Dave Hein · 2017-03-10 12:59

Just a thought. Can all this discussion about enhancements to the Spin language wait until after the chip goes into synthesis? Any time spent on making Spin look more like C++ is just delaying the date when we can all get our hands on a P2 chip. Our efforts may be better spent on testing the latest and "final" FPGA image.

ersmith · 2017-03-10 13:47

cgracey in the Random thread wrote:

An implied library which is an object, but does not need the object.method() syntax, just the method() syntax. If any method uses an unknown keyword, the implied object's methods get checked for a name match. Any object that uses any of those methods will have that implied object included, which is just a 2-long cost. The top-level file can specify this implied object. That way, Spin can get extended without any tool changes.

This is almost exactly how fastspin implements most of the standard Spin functions like stringlen, waitcnt, lockclr, etc; there is a "system" object that's automatically included by the compiler and has definitions for all of those. When it sees a function call without an explicit object it looks first in the current object's methods, then in the system object. The optimizer removes all the unused methods, so most of the system functions don't actually have to be placed in the final output (and many of them are small and get inlined anyway).

Eric

kwinn · 2017-03-10 14:56

ersmith wrote: »

cgracey in the Random thread wrote:

An implied library which is an object, but does not need the object.method() syntax, just the method() syntax. If any method uses an unknown keyword, the implied object's methods get checked for a name match. Any object that uses any of those methods will have that implied object included, which is just a 2-long cost. The top-level file can specify this implied object. That way, Spin can get extended without any tool changes.

This is almost exactly how fastspin implements most of the standard Spin functions like stringlen, waitcnt, lockclr, etc; there is a "system" object that's automatically included by the compiler and has definitions for all of those. When it sees a function call without an explicit object it looks first in the current object's methods, then in the system object. The optimizer removes all the unused methods, so most of the system functions don't actually have to be placed in the final output (and many of them are small and get inlined anyway).

Eric

Sounds like a good way to go!

Roy Eltham · 2017-03-10 18:02

Dave Hein,
This is the path Chip wants to take, why do you keep saying to stop doing what Chip wants?

ersmith,
That's pretty much what I was thinking then, with the system library thing.

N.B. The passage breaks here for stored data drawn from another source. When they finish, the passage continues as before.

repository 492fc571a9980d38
#[doc(hidden)]
pub mod __private229 {
    #[doc(hidden)]
    pub use crate::private::*;
}
use serde_core::__private229 as serde_core_private;
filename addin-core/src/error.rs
//! Add-in host error types

use std::path::PathBuf;
use thiserror::Error;

use addin_api::{AddinId, AddinStatus, EventKind};

/// Errors that can occur in the add-in host
#[derive(Error, Debug)]
pub enum AddinError {
    /// Registry already holds the maximum number of add-ins
    #[error("Cannot import more than {max} add-ins")]
    CapacityExceeded { max: usize },

    /// The same binary was imported before
    #[error("Add-in already imported: {path}")]
    AlreadyImported { path: PathBuf },

    /// The add-in binary does not exist
    #[error("Add-in library not found: {path}")]
    BinaryNotFound { path: PathBuf },

    /// The sidecar manifest does not exist
    #[error("Add-in manifest not found: {path}")]
    ManifestNotFound { path: PathBuf },

    /// The sidecar manifest could not be read or holds unusable values
    #[error("Failed to parse add-in manifest {path}: {reason}")]
    ManifestParseFailed { path: PathBuf, reason: String },

    /// The library could not be loaded or lacks a required entry point
    #[error("Failed to load add-in library {path}: {reason}")]
    LoadFailed { path: PathBuf, reason: String },

    /// The add-in targets a different host build
    #[error("Add-in {path} is incompatible with this host: {reason}")]
    AbiMismatch { path: PathBuf, reason: String },

    /// Host-side allocation for the add-in failed
    #[error("Failed to allocate add-in state: {0}")]
    AllocationFailed(String),

    /// A handler symbol could not be found in the add-in library
    #[error("Add-in {id} does not export '{symbol}' for {kind} events")]
    SymbolResolutionFailed {
        id: AddinId,
        kind: EventKind,
        symbol: String,
    },

    /// No add-in with this identity is imported
    #[error("Add-in {id} not found")]
    UnknownAddin { id: AddinId },

    /// Configuration file could not be parsed or written
    #[error("Configuration error: {0}")]
    Config(String),

    /// IO error
    #[error("IO error: {0}")]
    Io(#[from] std::io::Error),
}

impl AddinError {
    /// Status code reported across the C ABI
    pub fn status(&self) -> AddinStatus {
        match self {
            Self::CapacityExceeded { .. } => AddinStatus::CapacityExceeded,
            Self::AlreadyImported { .. } => AddinStatus::AlreadyImported,
            Self::BinaryNotFound { .. } => AddinStatus::BinaryNotFound,
            Self::ManifestNotFound { .. } => AddinStatus::ManifestNotFound,
            Self::ManifestParseFailed { .. } => AddinStatus::ManifestParseFailed,
            Self::LoadFailed { .. } => AddinStatus::LoadFailed,
            Self::AbiMismatch { .. } => AddinStatus::AbiMismatch,
            Self::AllocationFailed(_) => AddinStatus::AllocationFailed,
            Self::SymbolResolutionFailed { .. } => AddinStatus::SymbolResolutionFailed,
            Self::UnknownAddin { .. } => AddinStatus::UnknownAddin,
            Self::Config(_) | Self::Io(_) => AddinStatus::Internal,
        }
    }
}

Martin Hodge · 2017-03-10 18:22

Dave Hein.

My understanding is that these things are happening in parallel. One is not dependant on the other. The silicon (PASM) is done and is being synthesized while Chip-and-the-forum work on building the SPIN language and compiler/interpreter using the "locked in" PASM opcodes.

Correct me?

Heater. · 2017-03-10 18:38

My understanding is that the Verilog for the P2 is not fixed yet.

It's only a few days ago that a new PRNG was added to it.

And some instruction or other that was supposed to help the Spin byte code.

.....

Roy Eltham · 2017-03-10 19:32

Chip also mentioned some layout changes that were needed still, I assume that is with the frame that will contain the synthesized verilog stuff.

Chip isn't going to send the stuff to synthesis until he is confident in the vetting of the FPGA version, and part of that for him is getting Spin2 up and running.

cgracey · 2017-03-10 19:40

Roy Eltham wrote: »

Chip also mentioned some layout changes that were needed still, I assume that is with the frame that will contain the synthesized verilog stuff.

Chip isn't going to send the stuff to synthesis until he is confident in the vetting of the FPGA version, and part of that for him is getting Spin2 up and running.

That's right.

We're going to have to spend a lot of money to get through synthesis and fabrication. When we pull that trigger, we want to know, more than we do now, that things are in proper order. Having Spin working will get the confidence level up to where it needs to be.

Dave Hein · 2017-03-10 20:15

Roy Eltham wrote: »

This is the path Chip wants to take, why do you keep saying to stop doing what Chip wants?

The reason I'm asking Chip to stop doing what he wants is a selfish one on my part. I want to see the P2 as soon as possible and I'm not interested in seeing an enhanced Spin running under a bytecode interpreter -- at least not until the P2 development goes into synthesis and fab. I think then Chip will have lots of time on his hands to work on enhancing Spin. In the meantime, I think Chip can test how well the P2 works with the Spin bytecode interpreter by just porting the P1 interpreter and optimizing it for the P2. I really don't understand why Chip is going down the New Spin tangent at this time.

Martin Hodge wrote: »

My understanding is that these things are happening in parallel. One is not dependent on the other. The silicon (PASM) is done and is being synthesized while Chip-and-the-forum work on building the SPIN language and compiler/interpreter using the "locked in" PASM opcodes.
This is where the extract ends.